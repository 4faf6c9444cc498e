//! `cask image history` command.

use cask_core::{CaskError, Result};
use cask_image::ops::{self, HistoryRow};
use cask_image::MatchComparer;
use clap::Args;

use super::Session;
use crate::output::{self, Template};

/// Width of the CREATED BY column unless `--no-trunc`.
const CREATED_BY_WIDTH: usize = 45;

#[derive(Args, Debug, Default)]
pub struct HistoryArgs {
    /// Image (name, ID or digest)
    pub image: String,

    /// Only show snapshot IDs
    #[arg(short, long)]
    pub quiet: bool,

    /// Don't truncate output
    #[arg(long)]
    pub no_trunc: bool,

    /// Format the output: table, json, or a Go template
    #[arg(short, long)]
    pub format: Option<String>,

    /// Platform to show, defaults to the host platform
    #[arg(long)]
    pub platform: Option<String>,
}

pub async fn execute(session: &Session, args: HistoryArgs) -> Result<()> {
    let matcher = MatchComparer::new(false, &args.platform.iter().cloned().collect::<Vec<_>>())?;
    let rows = ops::history(&session.client, &session.ctx, &args.image, &matcher).await?;
    for line in render(&rows, &args)? {
        session.streams.stdout.line(line)?;
    }
    Ok(())
}

fn render(rows: &[HistoryRow], args: &HistoryArgs) -> Result<Vec<String>> {
    let snapshot = |row: &HistoryRow| {
        if args.no_trunc {
            row.snapshot.clone()
        } else {
            output::short_digest(&row.snapshot).to_string()
        }
    };
    if args.quiet {
        return Ok(rows.iter().map(&snapshot).collect());
    }

    match args.format.as_deref().unwrap_or("") {
        "" | "table" => {}
        "json" => {
            return rows
                .iter()
                .map(|r| serde_json::to_string(r).map_err(CaskError::from))
                .collect();
        }
        template => {
            let template = Template::parse(template)?;
            return rows.iter().map(|r| template.render(r)).collect();
        }
    }

    let mut table = output::new_table(&["IMAGE", "CREATED", "CREATED BY", "SIZE", "COMMENT"]);
    for row in rows {
        let created_by = if args.no_trunc {
            row.created_by.clone()
        } else {
            output::ellipsis(&row.created_by, CREATED_BY_WIDTH)
        };
        table.add_row(vec![
            snapshot(row),
            row.created_at.as_ref().map(output::format_ago).unwrap_or_default(),
            created_by,
            output::format_bytes(row.size),
            row.comment.clone(),
        ]);
    }
    Ok(vec![table.to_string()])
}
//! Fetching a content graph into the local store.

use std::collections::BTreeMap;

use cask_core::error::Result;
use futures::future::BoxFuture;
use futures::{FutureExt, StreamExt, TryStreamExt};

use super::Fetcher;
use crate::context::OpContext;
use crate::descriptor::Descriptor;
use crate::graph::{child_gc_labels, Node};
use crate::platform::MatchComparer;
use crate::store::{write_blob, ContentStore};

/// Blobs fetched in parallel per manifest.
const FETCH_CONCURRENCY: usize = 3;

/// Progress of a graph fetch.
#[derive(Debug, Clone, PartialEq, Eq)]
pub enum FetchEvent {
    /// Already present locally.
    Exists(Descriptor),
    Downloading(Descriptor),
    Done(Descriptor),
}

/// Progress callback.
pub type Progress<'a> = &'a (dyn Fn(FetchEvent) + Send + Sync);

/// Fetch `root` and everything below it that `matcher` selects. Children
/// are committed before their parents; every parent carries GC reference
/// labels for its children, and every blob gets `labels`.
pub async fn fetch_graph(
    cs: &dyn ContentStore,
    ctx: &OpContext,
    fetcher: &dyn Fetcher,
    root: &Descriptor,
    matcher: &MatchComparer,
    labels: &BTreeMap<String, String>,
    progress: Progress<'_>,
) -> Result<()> {
    fetch_node(cs, ctx, fetcher, root.clone(), matcher, labels, progress).await
}

fn fetch_node<'a>(
    cs: &'a dyn ContentStore,
    ctx: &'a OpContext,
    fetcher: &'a dyn Fetcher,
    desc: Descriptor,
    matcher: &'a MatchComparer,
    labels: &'a BTreeMap<String, String>,
    progress: Progress<'a>,
) -> BoxFuture<'a, Result<()>> {
    async move {
        ctx.check()?;
        if !Node::has_children(&desc) {
            return fetch_leaf(cs, ctx, fetcher, &desc, labels, progress).await;
        }

        let data = match cs.info(ctx, &desc.digest).await {
            Ok(_) => {
                progress(FetchEvent::Exists(desc.clone()));
                cs.read_blob(ctx, &desc.digest, Some(crate::graph::MAX_JSON_BLOB)).await?
            }
            Err(e) if e.is(cask_core::ErrorKind::NotFound) => {
                progress(FetchEvent::Downloading(desc.clone()));
                fetcher.fetch(ctx, &desc).await?
            }
            Err(e) => return Err(e),
        };
        let node = Node::parse(&desc, &data)?;
        let children = node.children_for(matcher);

        futures::stream::iter(children.iter().cloned())
            .map(|child| fetch_node(cs, ctx, fetcher, child, matcher, labels, progress))
            .buffer_unordered(FETCH_CONCURRENCY)
            .try_collect::<Vec<()>>()
            .await?;

        let mut parent_labels = labels.clone();
        parent_labels.extend(child_gc_labels(&desc, &children));
        write_blob(cs, ctx, &desc, &data, parent_labels).await?;
        tracing::debug!(digest = %desc.digest, media_type = %desc.media_type, "Committed");
        progress(FetchEvent::Done(desc));
        Ok(())
    }
    .boxed()
}

async fn fetch_leaf(
    cs: &dyn ContentStore,
    ctx: &OpContext,
    fetcher: &dyn Fetcher,
    desc: &Descriptor,
    labels: &BTreeMap<String, String>,
    progress: Progress<'_>,
) -> Result<()> {
    match cs.info(ctx, &desc.digest).await {
        Ok(_) => {
            if !labels.is_empty() {
                cs.update_labels(ctx, &desc.digest, labels.clone(), false).await?;
            }
            progress(FetchEvent::Exists(desc.clone()));
            return Ok(());
        }
        Err(e) if e.is(cask_core::ErrorKind::NotFound) => {}
        Err(e) => return Err(e),
    }
    progress(FetchEvent::Downloading(desc.clone()));
    let data = fetcher.fetch(ctx, desc).await?;
    let mut writer = cs.writer(ctx, &crate::store::ingest_ref(&desc.digest)).await?;
    writer.write(&data).await?;
    writer.commit(desc.size, &desc.digest, labels.clone()).await?;
    tracing::debug!(digest = %desc.digest, size = desc.size, "Fetched blob");
    progress(FetchEvent::Done(desc.clone()));
    Ok(())
}

#[cfg(test)]
mod tests {
    use super::*;
    use std::collections::HashMap;
    use std::sync::Arc;

    use async_trait::async_trait;
    use parking_lot::Mutex;
    use tempfile::TempDir;

    use crate::labels;
    use crate::manifest::{new_index, new_manifest, ImageManifest, ManifestExt};
    use crate::media;
    use crate::platform::Platform;
    use crate::store::{LocalContentStore, LocalLeaseManager};

    #[derive(Default)]
    struct MapFetcher {
        blobs: HashMap<String, Vec<u8>>,
        fetched: Mutex<Vec<String>>,
    }

    #[async_trait]
    impl Fetcher for MapFetcher {
        async fn fetch(&self, _ctx: &OpContext, desc: &Descriptor) -> Result<Vec<u8>> {
            self.fetched.lock().push(desc.digest.clone());
            self.blobs
                .get(&desc.digest)
                .cloned()
                .ok_or_else(|| cask_core::CaskError::not_found(desc.digest.clone()))
        }
    }

    impl MapFetcher {
        fn add(&mut self, media_type: &str, data: Vec<u8>) -> Descriptor {
            let desc = Descriptor::of(media_type, &data);
            self.blobs.insert(desc.digest.clone(), data);
            desc
        }
    }

    fn manifest_for(f: &mut MapFetcher, arch: &str) -> Descriptor {
        let config = f.add(
            media::OCI_CONFIG,
            format!(r#"{{"architecture":"{arch}","os":"linux","rootfs":{{"type":"layers","diff_ids":[]}}}}"#)
                .into_bytes(),
        );
        let layer = f.add(media::OCI_LAYER_GZIP, format!("layer-{arch}").into_bytes());
        let manifest = new_manifest(media::OCI_MANIFEST, &config, &[layer]).unwrap();
        f.add(media::OCI_MANIFEST, serde_json::to_vec(&manifest).unwrap())
            .with_platform(Some(Platform::parse(&format!("linux/{arch}")).unwrap()))
    }

    fn open(tmp: &TempDir) -> LocalContentStore {
        let leases = Arc::new(LocalLeaseManager::open(tmp.path()).unwrap());
        LocalContentStore::open(tmp.path(), leases).unwrap()
    }

    #[tokio::test]
    async fn test_fetch_platform_subset_with_labels() {
        let tmp = TempDir::new().unwrap();
        let cs = open(&tmp);
        let ctx = OpContext::new("default");

        let mut f = MapFetcher::default();
        let amd = manifest_for(&mut f, "amd64");
        let arm = manifest_for(&mut f, "arm64");
        let index = new_index(media::OCI_INDEX, &[amd.clone(), arm.clone()]).unwrap();
        let root = f.add(media::OCI_INDEX, serde_json::to_vec(&index).unwrap());

        let matcher = MatchComparer::only(Platform::parse("linux/amd64").unwrap());
        let events = Mutex::new(Vec::new());
        let progress = |e: FetchEvent| events.lock().push(e);
        let source = BTreeMap::from([(labels::distribution_source_label("r.io"), "a/b".to_string())]);
        fetch_graph(&cs, &ctx, &f, &root, &matcher, &source, &progress)
            .await
            .unwrap();

        let root_info = cs.info(&ctx, &root.digest).await.unwrap();
        assert_eq!(
            root_info.labels.get(&format!("{}.m.0", labels::GC_REF_CONTENT)),
            Some(&amd.digest)
        );
        assert!(root_info.labels.contains_key(&labels::distribution_source_label("r.io")));
        assert!(cs.info(&ctx, &amd.digest).await.is_ok());
        assert!(cs.info(&ctx, &arm.digest).await.is_err());

        let amd_info = cs.info(&ctx, &amd.digest).await.unwrap();
        assert!(amd_info
            .labels
            .contains_key(&format!("{}.config", labels::GC_REF_CONTENT)));
        assert!(amd_info
            .labels
            .contains_key(&format!("{}.l.0", labels::GC_REF_CONTENT)));
        assert!(matches!(events.lock().last(), Some(FetchEvent::Done(d)) if d.digest == root.digest));
    }

    #[tokio::test]
    async fn test_fetch_skips_present_blobs() {
        let tmp = TempDir::new().unwrap();
        let cs = open(&tmp);
        let ctx = OpContext::new("default");

        let mut f = MapFetcher::default();
        let manifest = manifest_for(&mut f, "amd64");
        let matcher = MatchComparer::all();
        let none = BTreeMap::new();
        fetch_graph(&cs, &ctx, &f, &manifest, &matcher, &none, &|_| {})
            .await
            .unwrap();
        let first = f.fetched.lock().len();
        assert_eq!(first, 3);

        fetch_graph(&cs, &ctx, &f, &manifest, &matcher, &none, &|_| {})
            .await
            .unwrap();
        assert_eq!(f.fetched.lock().len(), first);
    }

    #[tokio::test]
    async fn test_fetch_missing_blob_fails() {
        let tmp = TempDir::new().unwrap();
        let cs = open(&tmp);
        let ctx = OpContext::new("default");

        let mut f = MapFetcher::default();
        let manifest = manifest_for(&mut f, "amd64");
        let m: ImageManifest = serde_json::from_slice(&f.blobs[&manifest.digest]).unwrap();
        f.blobs.remove(&m.layer_descriptors()[0].digest);

        let err = fetch_graph(&cs, &ctx, &f, &manifest, &MatchComparer::all(), &BTreeMap::new(), &|_| {})
            .await
            .unwrap_err();
        assert!(err.is(cask_core::ErrorKind::NotFound));
        assert!(cs.info(&ctx, &manifest.digest).await.is_err());
    }
}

- _Your goal_
Report the number of lines in the listing that include the string "CaskError"; give nothing but the number.

- _Completed exercise_
3